Coffee is a delicacy. It's rich and full of flavors, it's aromatic, and frankly, underrated. When I first came to D.C., I was shocked by the lack of time people give their cup of morning joe. In a world where Dunkin Donuts is always poppin' and McDonalds is on every corner, why should people care about their coffee beyond trying to get the best caffeine rush for their buck?
To backtrack, I am a life-long lover of coffee. Blame it on my Seattle roots, but give me a nice, independent coffee shop and steaming hot cup of coffee without room for cream and I'll sit in the same chair for hours. I had my first full cup of coffee in fifth grade. At the tender age of 9, I was absolutely hooked. Sometimes this can prove to be a problem, as no one likes that pre-morning coffee headache. Every once in a while, I'll take a break, switch to tea and make it past the morning headache phase, only to find myself back in the coffee habit within a few weeks.
There are two factors that contribute to a perfect cup of coffee: the coffee itself and the coffee shop.
Now, I realize that it's perfectly acceptable to enjoy a cup of coffee at home, but the experience is completely enhanced when you switch up the location you drink it in.
In order to properly understand how to get the most out of your coffee drinking experience, it's important to first identify what the worst cup of coffee is. The worst cup of coffee is the one you drink to help pull you through an all nighter, the one that serves no purpose and provides no fulfillment other than making you stay away a few more hours. It is chugged, loaded with sugar or artificial sweeteners and consumed over textbooks or your laptop.
The perfect cup of coffee is the opposite. It's your favorite type of roast, strong, and your companion for a long novel. It is consumed in a quaint coffee shop that is neither too big nor too small. There's local art on the walls, comfy chairs to slouch into and lively conversation. The perfect coffee shop is the best kind of environment for formulating ideas.
Now, lack of one or the other of these factors could entirely change the experience. For example, you could stumble upon the cutest little coffee shop with live music and beautiful art– only to discover their coffee is weak and lacks the rich flavor you wanted. Or vise versa, you could have the most delectable cup of coffee, but if the coffee shop is blaring loud music, has generic decor and is half-empty, it's hard to really savor the experience.
This is why it is important to explore coffee shops. Think of it as a quest to find a cup of happiness. Just because all your friends like one place, or everyone is raving a new hot place in town, doesn't mean it'll be the right fit for you. All coffee drinkers are unique– we each have flavor preferences, preferred drinks and different ambient desires.
For example, when I'm back in Seattle and want to write, I'll go to Caffe Umbria in Ballard because I love their Americano and you can always find inspiration from watching the people who pass by; however, if I want to read, I'll go to Cloud City Coffee in Mapleleaf becuase it's well-lit and has a nice, open atmosphere.
When trying out coffee shops, it is important to consider many factors. Don't limit your options based on past experiences. Tastes change, baristas change and one's purpose for a coffee shop changes as well.

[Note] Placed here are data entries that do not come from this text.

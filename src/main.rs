use anyhow::{Context, Result};
use clap::{ArgGroup, Parser};
use env_logger::{Builder, Env, Target};
use eyefi_ctl::{
    card_client::{EyeFiCardClient, NetworkIntent},
    config::{AppConfig, DiagnosticsConfig},
    services::{
        card_info::CardInfoService,
        join::{JoinTarget, NetworkJoin},
        network::{AddOutcome, NetworkService},
        pacing::CancelToken,
        progress::ProgressReporter,
    },
};
use log::{debug, error};
use std::{
    io::{self, Write},
    process::ExitCode,
};

#[derive(Debug, Parser)]
#[command(name = "eyefi-ctl", version)]
#[command(about = "Configure, query and join wireless networks on an Eye-Fi card")]
#[command(arg_required_else_help = true)]
#[command(group(ArgGroup::new("network").args(["add", "test", "remove"])))]
struct Cli {
    /// add network (implies test unless --force)
    #[arg(short = 'a', value_name = "ESSID")]
    add: Option<String>,

    /// test network
    #[arg(short = 't', value_name = "ESSID")]
    test: Option<String>,

    /// set WPA key for add/test
    #[arg(short = 'p', value_name = "KEY")]
    passphrase: Option<String>,

    /// remove network
    #[arg(short = 'r', value_name = "ESSID")]
    remove: Option<String>,

    /// scan for networks
    #[arg(short = 's')]
    scan: bool,

    /// list configured networks
    #[arg(short = 'c')]
    configured: bool,

    /// reboot card
    #[arg(short = 'b')]
    reboot: bool,

    /// print information about card firmware
    #[arg(short = 'f')]
    firmware: bool,

    /// set debugging level (default: 1)
    #[arg(short = 'd', value_name = "LEVEL")]
    debug_level: Option<u8>,

    /// print card unique key
    #[arg(short = 'k')]
    key: bool,

    /// dump card log
    #[arg(short = 'l')]
    log: bool,

    /// print card mac
    #[arg(short = 'm')]
    mac: bool,

    /// add without testing the network first
    #[arg(long)]
    force: bool,
}

impl Cli {
    fn network_action(&self) -> Option<(NetworkIntent, &str)> {
        [
            (NetworkIntent::Add, &self.add),
            (NetworkIntent::Test, &self.test),
            (NetworkIntent::Remove, &self.remove),
        ]
        .into_iter()
        .find_map(|(intent, essid)| essid.as_deref().map(|essid| (intent, essid)))
    }
}

#[tokio::main(flavor = "current_thread")]
async fn main() -> ExitCode {
    let cli = Cli::parse();

    let config = match AppConfig::load() {
        Ok(config) => config.with_verbosity(cli.debug_level),
        Err(e) => {
            eprintln!("failed to load configuration: {e:#}");
            return ExitCode::FAILURE;
        }
    };

    initialize(&config.diagnostics);

    match run(&cli, &config).await {
        Ok(code) => code,
        Err(e) => {
            error!("application error: {e:#}");
            ExitCode::FAILURE
        }
    }
}

fn initialize(diagnostics: &DiagnosticsConfig) {
    log_panics::init();

    let mut builder =
        Builder::from_env(Env::default().default_filter_or(diagnostics.verbosity.log_filter()));

    builder.format(|f, record| match record.level() {
        log::Level::Error | log::Level::Warn => writeln!(
            f,
            "{}: {}",
            record.level().as_str().to_lowercase(),
            record.args()
        ),
        _ => writeln!(f, "{}", record.args()),
    });

    builder.target(Target::Stderr).init();

    debug!("{} version: {}", env!("CARGO_PKG_NAME"), env!("CARGO_PKG_VERSION"));
    debug!("configuration: {diagnostics:?}");
}

async fn run(cli: &Cli, config: &AppConfig) -> Result<ExitCode> {
    let client =
        EyeFiCardClient::new(&config.device).context("failed to create card client")?;
    let mut stdout = io::stdout();

    if cli.scan {
        CardInfoService::print_scan(&client, &mut stdout).await?;
    }
    if cli.configured {
        CardInfoService::print_configured(&client, &mut stdout).await?;
    }
    if cli.firmware {
        CardInfoService::print_firmware_info(&client, &mut stdout).await?;
    }
    if cli.key {
        CardInfoService::print_card_key(&client, &mut stdout).await?;
    }
    if cli.mac {
        CardInfoService::print_mac(&client, &mut stdout).await?;
    }
    if cli.log {
        CardInfoService::print_log(&client, &mut stdout).await?;
    }
    if cli.reboot {
        CardInfoService::reboot(&client).await?;
    }

    let Some((intent, essid)) = cli.network_action() else {
        return Ok(ExitCode::SUCCESS);
    };

    if intent == NetworkIntent::Remove {
        let target = JoinTarget::new(essid, None)?;
        NetworkService::remove(&client, &target).await?;
        return Ok(ExitCode::SUCCESS);
    }

    let target = JoinTarget::new(essid, cli.passphrase.clone())?;

    let cancel = CancelToken::new();
    let interrupt = {
        let cancel = cancel.clone();
        tokio::spawn(async move {
            if tokio::signal::ctrl_c().await.is_err() {
                return;
            }
            debug!("ctrl-c received, cancelling network test");
            cancel.cancel();

            if tokio::signal::ctrl_c().await.is_ok() {
                error!("interrupted");
                std::process::exit(130);
            }
        })
    };

    let join = NetworkJoin::new(&client, &config.join).with_cancel_token(cancel);
    let mut reporter = ProgressReporter::new(io::stdout(), config.diagnostics.verbosity);

    let joined = match intent {
        NetworkIntent::Test => NetworkService::test(&join, &target, &mut reporter)
            .await
            .is_success(),
        _ => matches!(
            NetworkService::add(&client, &join, &target, cli.force, &mut reporter, &mut stdout)
                .await?,
            AddOutcome::Added
        ),
    };

    interrupt.abort();

    Ok(if joined {
        ExitCode::SUCCESS
    } else {
        ExitCode::FAILURE
    })
}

It is also important to note that you may not find the absolute best cup of coffee, but if the coffee shop is to die for, then it's okay to find a compromise between the coffee and location. The best cup of coffee I ever had came from Nicaragua. I purchased a bag of espresso roast (that has slowly been dwindling) from a coffee bean farm. Regardless of how ridiculously perfect this coffee is (honestly the chocolate undertones and strong flavor are nothing short of perfection), I still find myself opting to go to coffee shops. I know the coffee at a coffee shop will not be as good as the cup I could make at home; however, the coffee shop atmosphere is worth slightly compromising my ridiculously high coffee standards.
It might take you a day to find the right combination of coffee shop and coffee – it could take years – but in the end, it's all worth it. Never give up hope because the perfect cup of coffee is out there, waiting for you. You just have to get out of Starbucks and go find it.